Massive protests across Europe, against the EU and NATO for their interference in the Ukraine war across Europe, are a real possibility now.
Poland which will be having elections next year faces the same threat. But to avoid a civil war, it has started fighting with its neighbours. The chances of Poland launching a full-blown war against the Czech Republic, in order to win the elections, are immense.
Polish Daily, Rzeczpospolita reported on Thursday that the Polish government has stepped up attempts to redraw the nation’s border with the Czech Republic in a way that is more advantageous to Warsaw.
In the 1950s, when the outcome of World War II was being settled, the border was demarcated. At that time, between Poland and what was then Czechoslovakia (notably both were members of the Communist bloc), some regions were contested, and Poland feels that it was not given its due share. Since then, 368.44 hectares are being sought as compensation by Warsaw.
In 1992, a Polish-Czech panel was formed to handle the dispute after the foreign ministers of the two nations agreed to resolve the claims, but only a little progress was achieved. In 2005, Poland rejected the offer of financial reparations made by the Czech government. The Czech government created a list of land in 2014 that was supposed to be transferred to Poland but afterwards withdrew from it.
The dispute got fiercer last year in March when Polish Prime Minister, Mateusz Morawiecki, emphasized his Czech counterpart at that time, Andrej Babiš of the border dispute. Though Poland only received a cold reply and its demand was underlined as “general and evasive.”
Now, a Polish lawmaker, Jaroslaw Krajewski, has stepped in and addressed a letter to the Ministry of Foreign Affairs and Ministry of the Interior on the situation.
Rally around the flag
Why is Poland raking up the old wounds of 1950s? Well, the parliamentary elections are approaching the European country.
And Polish PM Andrzej Duda is making people ‘rally around the flag’. This is a phenomenon that world leaders usually engage in prior to the elections. They ramp up the patriotic sentiment by demonizing their neighbours to consolidate votes in their favour.
The ongoing Russia-Ukraine war has already aggrieved the Polish people and the Polish economy. Various analysts believe that the ruling coalition in Poland is marred by internal rifts and tensions due to rising inflation and burgeoning economic crises inflicted by the Ukraine war.

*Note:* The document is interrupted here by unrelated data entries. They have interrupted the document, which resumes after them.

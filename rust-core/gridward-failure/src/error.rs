// SPDX-License-Identifier: PMPL-1.0-or-later
//! Error types for failure handling setup and diagnostics.
//!
//! Dialect errors are never wrapped in these; they travel unchanged as
//! [`gridward_dialect::DialectError`].

use thiserror::Error;

#[derive(Error, Debug)]
pub enum FailureError {
    #[error("serialization error: {0}")]
    Serialization(#[from] serde_json::Error),
}
// SPDX-License-Identifier: PMPL-1.0-or-later
// Copyright (c) 2026 Jonathan D.A. Jewell (hyperpolymath) <jonathan.jewell@open.ac.uk>
//
// Per-call contexts passed alongside every dialect operation. They carry
// hints for the datastore and are never interpreted by decorators.

use serde::{Deserialize, Serialize};

/// Read-only context for tuple operations.
#[derive(Debug, Clone, Default, PartialEq, Eq, Serialize, Deserialize)]
pub struct TupleContext {
    /// Columns the caller intends to read back, if known.
    pub selectable_columns: Vec<String>,
}

impl TupleContext {
    pub fn new<I, S>(selectable_columns: I) -> Self
    where
        I: IntoIterator<Item = S>,
        S: Into<String>,
    {
        Self {
            selectable_columns: selectable_columns.into_iter().map(Into::into).collect(),
        }
    }
}

/// Read-only context for association operations.
#[derive(Debug, Clone, Default, PartialEq, Eq, Serialize, Deserialize)]
pub struct AssociationContext {
    /// Property name of the association on the owning entity.
    pub role: Option<String>,
}

impl AssociationContext {
    pub fn for_role(role: impl Into<String>) -> Self {
        Self {
            role: Some(role.into()),
        }
    }
}
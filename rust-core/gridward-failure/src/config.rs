// SPDX-License-Identifier: PMPL-1.0-or-later
//! Failure handling configuration.
//!
//! Applied operations are only collected when an error handler is
//! configured; without one nobody would read them. Defaults:
//! - error_handler: log

use std::sync::Arc;

use serde::{Deserialize, Serialize};

use gridward_dialect::GridDialect;

use crate::dialect::InvocationCollectingDialect;
use crate::error::FailureError;
use crate::handler::{ErrorHandler, LoggingErrorHandler};
use crate::scope::FlushCycleRegistry;

/// Which error handler receives failed flush cycles.
#[derive(Debug, Clone, Copy, PartialEq, Eq, Serialize, Deserialize)]
#[serde(rename_all = "lowercase")]
pub enum ErrorHandlerSetting {
    /// No handler: operations are not collected at all.
    None,
    /// [`LoggingErrorHandler`].
    Log,
}

/// Configuration for applied-operation collection.
#[derive(Debug, Clone, Serialize, Deserialize)]
#[serde(default, deny_unknown_fields)]
pub struct FailureConfig {
    pub error_handler: ErrorHandlerSetting,
}

impl FailureConfig {
    /// Parse a configuration from JSON. Missing fields take their defaults.
    pub fn from_json(json: &str) -> Result<Self, FailureError> {
        let config: Self = serde_json::from_str(json)?;
        Ok(config)
    }

    /// Whether dialects get wrapped in an [`InvocationCollectingDialect`].
    pub fn is_collecting(&self) -> bool {
        self.error_handler != ErrorHandlerSetting::None
    }

    /// The configured handler, if any.
    pub fn error_handler(&self) -> Option<Arc<dyn ErrorHandler>> {
        match self.error_handler {
            ErrorHandlerSetting::None => None,
            ErrorHandlerSetting::Log => Some(Arc::new(LoggingErrorHandler)),
        }
    }

    /// Wrap `dialect` for collection when a handler is configured, otherwise
    /// return it unwrapped.
    pub fn build_dialect<D>(&self, dialect: D) -> Arc<dyn GridDialect>
    where
        D: GridDialect + 'static,
    {
        if self.is_collecting() {
            Arc::new(InvocationCollectingDialect::new(dialect, FlushCycleRegistry))
        } else {
            Arc::new(dialect)
        }
    }
}

impl Default for FailureConfig {
    fn default() -> Self {
        Self {
            error_handler: ErrorHandlerSetting::Log,
        }
    }
}
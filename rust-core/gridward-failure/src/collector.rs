// SPDX-License-Identifier: PMPL-1.0-or-later
// Copyright (c) 2026 Jonathan D.A. Jewell (hyperpolymath) <jonathan.jewell@open.ac.uk>
//
// Per-flush-cycle accumulator of applied operations.
//
// One collector exists per flush cycle. It is appended to in call order by
// the collecting dialect and read by the error handler when the flush fails.
// It is never reused for another flush cycle.

use tokio::sync::RwLock;
use uuid::Uuid;

use crate::error::FailureError;
use crate::operation::GridDialectOperation;

/// Ordered, append-only list of the operations applied during one flush
/// cycle.
///
/// Repeated operations on the same key are kept as separate entries; the
/// collector never merges or deduplicates.
///
/// # Example
///
/// ```rust
/// use gridward_dialect::EntityKey;
/// use gridward_failure::{GridDialectOperation, OperationCollector};
///
/// # tokio_test::block_on(async {
/// let collector = OperationCollector::new();
/// collector
///     .add_applied_operation(GridDialectOperation::RemoveTuple {
///         entity_key: EntityKey::single("users", "id", 1_i64),
///     })
///     .await;
///
/// assert_eq!(collector.len().await, 1);
/// # });
/// ```
#[derive(Debug)]
pub struct OperationCollector {
    /// Identifies the flush cycle in logs.
    id: Uuid,
    applied: RwLock<Vec<GridDialectOperation>>,
}

impl OperationCollector {
    pub fn new() -> Self {
        Self {
            id: Uuid::new_v4(),
            applied: RwLock::new(Vec::new()),
        }
    }

    pub fn id(&self) -> Uuid {
        self.id
    }

    /// Append an applied operation to the end of the list.
    pub async fn add_applied_operation(&self, operation: GridDialectOperation) {
        self.applied.write().await.push(operation);
    }

    /// Snapshot of the applied operations, in the order they were applied.
    pub async fn applied_operations(&self) -> Vec<GridDialectOperation> {
        self.applied.read().await.clone()
    }

    /// The most recently applied operation.
    pub async fn last_applied(&self) -> Option<GridDialectOperation> {
        self.applied.read().await.last().cloned()
    }

    pub async fn len(&self) -> usize {
        self.applied.read().await.len()
    }

    pub async fn is_empty(&self) -> bool {
        self.applied.read().await.is_empty()
    }

    /// Render the applied operations as a JSON array for diagnostics.
    pub async fn to_json(&self) -> Result<String, FailureError> {
        let applied = self.applied.read().await;
        Ok(serde_json::to_string_pretty(&*applied)?)
    }
}

impl Default for OperationCollector {
    fn default() -> Self {
        Self::new()
    }
}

Poland, which could have easily avoided the mess by being neutral, sided with Ukraine. Thanks to Poland’s confrontational attitude towards Russia, inflation has taken a heavy toll on the country’s economy. The inflation rate unexpectedly increased from 15.6% in July to 16.1% in August to a new 25-year-high.
Due to this, the central bank increased its benchmark interest rate for six months straight, from close to zero in the fall to 6.5% today.
Further, disruptions in supply chains, low consumer confidence and austerity measures weigh on output due to the Ukraine war.
Poland, the largest economy in the area of Eastern Europe, shocked observers by experiencing a contraction in the second quarter, falling by 2.3%. Katarzyna Rzentarzewska, chief analyst for central and eastern Europe at Erste Group, stated, “We see it as a first step into recession.”
Duda is scared that these economic woes are going to play a vital role in sealing his fate in the next year’s elections. Therefore, he’s arising jingoism among the populace.
And this is not the first time. Poland lately has upped his ante against European Union and gave blood curling warning to Brussels, “We’ll point cannons at you.” Poland is demanding Brussels to release €35 billion in grants and loans from the EU pandemic relief programme.
Additionally, Poland also demanded a whopping $1.3 Trillion from Germany as compensation for the losses of World War II.
Also, the migrant crisis has led to deep dissatisfaction among Polish citizens. According to estimates by The Conversation, ordinary Polish residents spent more than $2 billion on the war effort in the first three months.
Several Poles warned that they are at a breaking point as they aided Ukrainian migrants. Many of the Poles who volunteered to aid Ukrainian migrants are now at a loss for resources. Consequently, the Polish government realises that the threat of a popular uprising looms large over them.
Similar is the case of the Czech Republic. Large protests were held against the Czech government in Prague and its involvement in the Ukraine war. It won’t give up on Poland’s demands when the anger is running high already.
Therefore, Poland has upped its ante against the Czech Republic to give rise to the nationalist sentiment which increases the chances of these tensions leading to a full-blown war. All in all, Duda is set to face a political sandstorm this year, and the tensions may land Poland in hot waters.